Вечером, когда Дартушка пригнала стадо, хозяйка долго внушала ей, что, мол, всякой птахе, всякой букашке своего детеныша жалко.
— Твоя матушка, — говорила хозяйка, — тоже ведь голосила бы по тебе, если б тебе голову отрезали? Ты ведь взрослая, через год к причастию пойдешь, а до сей поры не знаешь, что убивать невинную божью тварь — грех. Человеку дадено много: и скота, и птиц, которых можно убивать для питания; но птахи небесные — они вольные, обижать их нельзя.
Дядя рассказал дома про корзину с убитыми воронятами, так что домочадцы про это знали, и теперь Дартушка стояла у всех на виду, надув губы и насупившись. Похоже было, она силится заплакать, но ни одной слезинки выдавить не может.
После долгого наставления хозяйка приказала Дартушке подобрать воронят, общипать, а потом схоронить там же на поле. Чистый грех гноить в земле столько пера: справная подушечка выйдет.
На другое утро, когда я из клети прибежал в избу, оказалось, Дартушка дома. Она лежала на своей лавке, дрожа от озноба, и что-то бормотала. Все три полушубка, которыми ее укрыли, знай подскакивали, так ее трясло.
— Чего с Дартушкой? — спросил я.
— Лихорадка, — сердито отвечала мать.
Всю ночь Дартушка
— Лихоманка напала, — подтвердила моя бабушка. — Надобно девку хорошенько напугать, увидите, как рукой снимет.
Бабушка стала рассказывать, как однажды на каком-то там хуторе напала на молодую батрачку лихорадка и не помогли ей ни лекари, ни аптекари. Тогда хозяин накрыл ей голову одеялом, понес из дому и кинул в пруд. Девка побултыхалась, побултыхалась, да и на берег вылезла.
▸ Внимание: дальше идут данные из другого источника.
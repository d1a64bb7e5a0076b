//! Domain error types for console startup.

use std::fmt;

/// Failures while assembling the console at startup.
#[derive(Debug)]
pub enum StartupError {
    /// Environment configuration is missing or invalid.
    Config {
        /// Error details.
        details: String,
    },
    /// The permission-rules document could not be read or parsed.
    RulesDocument {
        /// Path of the document.
        path: String,
        /// Error details.
        details: String,
    },
}

impl fmt::Display for StartupError {
    fn fmt(&self, f: &mut fmt::Formatter<'_>) -> fmt::Result {
        match self {
            Self::Config { details } => {
                write!(f, "invalid console configuration: {}", details)
            }
            Self::RulesDocument { path, details } => {
                write!(f, "invalid rules document '{}': {}", path, details)
            }
        }
    }
}

impl std::error::Error for StartupError {}
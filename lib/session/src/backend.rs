//! Contract for the remote Learnly authentication API.

use async_trait::async_trait;

use crate::error::BackendError;
use crate::identity::Identity;

/// Outcome of submitting credentials to the backend.
#[derive(Debug, Clone, PartialEq, Eq)]
pub enum CredentialOutcome {
    /// The backend completed authentication in one step.
    Authenticated(Identity),
    /// The backend requires a one-time-code verification step.
    VerificationRequired,
}

/// Position of the login flow after a successful credential submission, as
/// reported to the caller of [`SessionManager::submit_credentials`].
///
/// [`SessionManager::submit_credentials`]: crate::manager::SessionManager::submit_credentials
#[derive(Debug, Clone, PartialEq, Eq)]
pub enum LoginStep {
    /// The identity was persisted; the actor is signed in.
    Authenticated(Identity),
    /// The actor must now submit the one-time code sent to them.
    VerificationRequired,
}

/// The remote authentication API consumed by the session manager.
///
/// Implementations perform the actual network exchanges; the session
/// manager only consumes their outcomes. There is no retry policy, backoff,
/// or attempt counting at this layer.
#[async_trait]
pub trait AuthBackend: Send + Sync {
    /// Submits login credentials.
    ///
    /// # Errors
    ///
    /// `Rejected` when the backend refuses the credentials (its message is
    /// surfaced to the user verbatim), `Unavailable` on transport failure.
    async fn submit_credentials(
        &self,
        login_id: &str,
        secret: &str,
    ) -> Result<CredentialOutcome, BackendError>;

    /// Submits a one-time code for a pending verification.
    ///
    /// # Errors
    ///
    /// `Rejected` when the code is wrong or expired, `Unavailable` on
    /// transport failure.
    async fn verify_code(&self, login_id: &str, code: &str) -> Result<Identity, BackendError>;

    /// Best-effort server-side session invalidation. Callers ignore
    /// failures beyond logging them.
    ///
    /// # Errors
    ///
    /// `Unavailable` on transport failure; `Rejected` if the server
    /// refuses the token.
    async fn notify_logout(&self, token: &str) -> Result<(), BackendError>;

    /// Returns the actor's unread-notification count. Read-only consumer of
    /// the stored role tag.
    ///
    /// # Errors
    ///
    /// `Unavailable` on transport failure; `Rejected` if the server
    /// refuses the token.
    async fn unread_count(&self, token: &str, role_tag: &str) -> Result<u64, BackendError>;
}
А наутро хозяин воротился с поля завтракать, а она уже подает кашу на стол.
— Ну как, Либа, выздоровела? — спрашивает.
— Да, — отвечает. — Спасибо за лекарство! — И обе руки ему поцеловала.
Тут хозяйка с бабушкой переглянулись. Я почуял, что замыслили они недоброе. Хозяйка сняла с плиты ведро со студеной водой; бабушка наготовилась одним рывком сдернуть с больной все три полушубка. Я стоял ни жив ни мертв, загодя прочувствовав мучение, которое суждено испытать Дартушке.
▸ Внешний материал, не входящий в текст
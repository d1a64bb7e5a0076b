//! Error types for the session crate.
//!
//! - `StoreError`: durable-storage failures (callers degrade these to
//!   "unauthenticated" rather than propagating them)
//! - `BackendError`: remote-API failures, split by whether the backend
//!   rejected the request or was unreachable
//! - `AuthError`: failures of the login/verify flow as seen by the UI

use std::fmt;

/// Errors from the durable session store.
#[derive(Debug, Clone, PartialEq, Eq)]
pub enum StoreError {
    /// The underlying storage could not be read or written.
    Unavailable { details: String },
    /// Stored data exists but could not be decoded.
    Corrupt { details: String },
}

impl fmt::Display for StoreError {
    fn fmt(&self, f: &mut fmt::Formatter<'_>) -> fmt::Result {
        match self {
            Self::Unavailable { details } => {
                write!(f, "session storage unavailable: {details}")
            }
            Self::Corrupt { details } => {
                write!(f, "session storage corrupt: {details}")
            }
        }
    }
}

impl std::error::Error for StoreError {}

/// Errors from the remote authentication API.
#[derive(Debug, Clone, PartialEq, Eq)]
pub enum BackendError {
    /// The backend processed the request and rejected it (bad credentials,
    /// wrong one-time code). The message is surfaced to the user verbatim.
    Rejected { message: String },
    /// The backend could not be reached or failed to answer.
    Unavailable { details: String },
}

impl BackendError {
    /// Returns the message to surface to the user: the backend's own
    /// message verbatim for rejections, a generic fallback otherwise.
    #[must_use]
    pub fn user_message(&self) -> String {
        match self {
            Self::Rejected { message } => message.clone(),
            Self::Unavailable { .. } => {
                "The service is temporarily unavailable. Please try again.".to_string()
            }
        }
    }
}

impl fmt::Display for BackendError {
    fn fmt(&self, f: &mut fmt::Formatter<'_>) -> fmt::Result {
        match self {
            Self::Rejected { message } => {
                write!(f, "request rejected: {message}")
            }
            Self::Unavailable { details } => {
                write!(f, "backend unavailable: {details}")
            }
        }
    }
}

impl std::error::Error for BackendError {}

/// Errors from the login/verification flow.
#[derive(Debug, Clone, PartialEq, Eq)]
pub enum AuthError {
    /// The remote API rejected the request or was unreachable. The state
    /// machine stays where it was.
    Backend(BackendError),
    /// `verify_code` was called while no verification step was pending.
    NotAwaitingVerification,
}

impl AuthError {
    /// Returns the message to surface to the user.
    #[must_use]
    pub fn user_message(&self) -> String {
        match self {
            Self::Backend(err) => err.user_message(),
            Self::NotAwaitingVerification => {
                "No verification is pending. Please sign in first.".to_string()
            }
        }
    }
}

impl fmt::Display for AuthError {
    fn fmt(&self, f: &mut fmt::Formatter<'_>) -> fmt::Result {
        match self {
            Self::Backend(err) => write!(f, "{err}"),
            Self::NotAwaitingVerification => {
                write!(f, "no verification step is pending")
            }
        }
    }
}

impl std::error::Error for AuthError {
    fn source(&self) -> Option<&(dyn std::error::Error + 'static)> {
        match self {
            Self::Backend(err) => Some(err),
            Self::NotAwaitingVerification => None,
        }
    }
}

impl From<BackendError> for AuthError {
    fn from(err: BackendError) -> Self {
        Self::Backend(err)
    }
}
Вдруг все три полушубка мигом очутились у бабушки в руках, и полное ведро воды выплеснулось на больную, окатив ее с головы до пят.
— Ой! — вскрикнул я.
Дартушка замычала, как теленок, и ну барахтаться, словно она плавает, потом вскочила на ноги и метнулась к двери.
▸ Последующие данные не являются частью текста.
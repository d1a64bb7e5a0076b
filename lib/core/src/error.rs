//! Shared `Result` alias for fallible seams that cross crate boundaries.
//!
//! Startup wiring (configuration, rules-document loading) returns this
//! alias with a domain context type, so rootcause's `Report` carries the
//! failing layer's error through `?`. Crates with a fixed caller-facing
//! contract, such as the session store and the auth backend, keep their
//! own plain error enums instead.

use rootcause::Report;

/// Result carrying a rootcause `Report` over a domain context type.
pub type Result<T, C = ()> = std::result::Result<T, Report<C>>;
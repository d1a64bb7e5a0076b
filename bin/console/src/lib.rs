//! HTTP shell wiring the Learnly access-control and session core to axum.
//!
//! The binary hosts the auth endpoints (login, verify, logout, session),
//! the role-filtered menu, the guarded page routes, and the periodic
//! unread-notification poll. All authorization decisions delegate to
//! `learnly-access`; all identity state lives in `learnly-session`. The
//! client-side checks here are a UX convenience only; the remote API
//! revalidates every call independently.

pub mod backend_http;
pub mod config;
pub mod error;
pub mod guards;
pub mod routes;

use learnly_access::{Guarded, PermissionRules, Role, RoleSet};
use learnly_session::{AuthBackend, SessionManager, SessionStore};
use serde::Serialize;

/// Destination of the login redirect for unauthenticated navigation.
pub const LOGIN_PATH: &str = "/auth/login";

/// Safe fallback destination for denied navigation. The default rule table
/// opens `dashboard` to every role, so this redirect can never loop.
pub const FALLBACK_PATH: &str = "/page/dashboard";

/// The admin-only panel embedded in the dashboard.
#[derive(Debug, Clone, Serialize)]
pub struct AdminPanel {
    /// Panel heading.
    pub title: &'static str,
    /// Administrative shortcuts the panel offers.
    pub actions: Vec<&'static str>,
}

impl AdminPanel {
    fn guarded() -> Guarded<Self> {
        Guarded::new(
            Self {
                title: "Administration",
                actions: vec!["manage staff", "review audit log", "broadcast notice"],
            },
            RoleSet::of(&[Role::SuperAdmin, Role::Admin]),
        )
    }
}

/// Shared application state.
pub struct AppState {
    /// The process-wide session manager over durable storage.
    pub sessions: SessionManager<Box<dyn SessionStore>>,
    /// The remote Learnly API.
    pub backend: Box<dyn AuthBackend>,
    /// The permission rule table, loaded once at startup.
    pub rules: PermissionRules,
    /// Dashboard admin panel, gated to administrators.
    pub admin_panel: Guarded<AdminPanel>,
}

impl AppState {
    /// Assembles the application state.
    #[must_use]
    pub fn new(
        sessions: SessionManager<Box<dyn SessionStore>>,
        backend: Box<dyn AuthBackend>,
        rules: PermissionRules,
    ) -> Self {
        Self {
            sessions,
            backend,
            rules,
            admin_panel: AdminPanel::guarded(),
        }
    }
}
//! Core domain types and utilities for the Learnly administration console.
//!
//! This crate provides the foundational opaque identifier types and the
//! error-handling `Result` alias shared by the access-control and session
//! crates.

pub mod error;
pub mod id;

pub use error::Result;
pub use id::{ActorId, AuthToken};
Хозяйка поймала ее, уложила в кровать и снова укрыла полушубками.
Дартушка еще немного поклацала зубами, но вскоре утихла и заснула.
К вечеру она сказала, что ей очень жарко. Хозяйке она призналась, что без соли, без хлеба съела целого вороненка и, верно, оттого занемогла.
Когда в батрацкой никого не было, Дартушка подозвала меня и сказала:
— Все равно мне помирать… Так уж лучше тебе скажу… На выгоне, в дальнем конце, под большим можжевеловым кустом, что возле кривой березки, щепками прикрыты разные лоскуты, платочки, кружева. Платочки я находила по дороге к школе, а кружева сама вывязала потихоньку от хозяйки. Ты все это отдай моей матушке, когда придет на мои похороны. А за кузней в дупле сухой осины почти новенький платок лежит, это я у Зуски-коробейника выменяла на щетину. Отдай его твоей матери, будет тебе чем шею повязать. А еще там спрятан платок, полушелковый, так ты и его моей матери отдай, потому как она моя наследница.
— А птицы и звери? Ты их мне оставь, — напомнил я.
— А, ты вот про что… Ладно, скажу матери, пускай тебе отдаст. На что они мне…
— Когда же ты ей скажешь?
— Когда? И правда! Ну так ты ей сам скажешь. Такова, мол, была моя воля.
— Ладно.
Любопытство погнало меня сию же минуту к Дартушкиным тайникам, хотя солнце уже клонилось к закату. И правда! Сколько увидал я там добра! Всевозможных крючков, пуговиц и пуговичек, иголок и булавок. И даже батрачкину красную шелковую ленту, что в прошлое воскресенье как в воду канула. Тут она лежала свернутая, в ворохе кружев, поясков, тряпочек. Нашел я и платки в дупле осины. Тот, который был мне завещан, желтый в черных точечках, с красными цветками по краям, в точности походил на платок, что недавно был у моей мамы. Все богатства я осмотрел и тут же бережно спрятал. Пусть себе лежат до той поры, когда Дартушкина мать приедет на похороны дочери.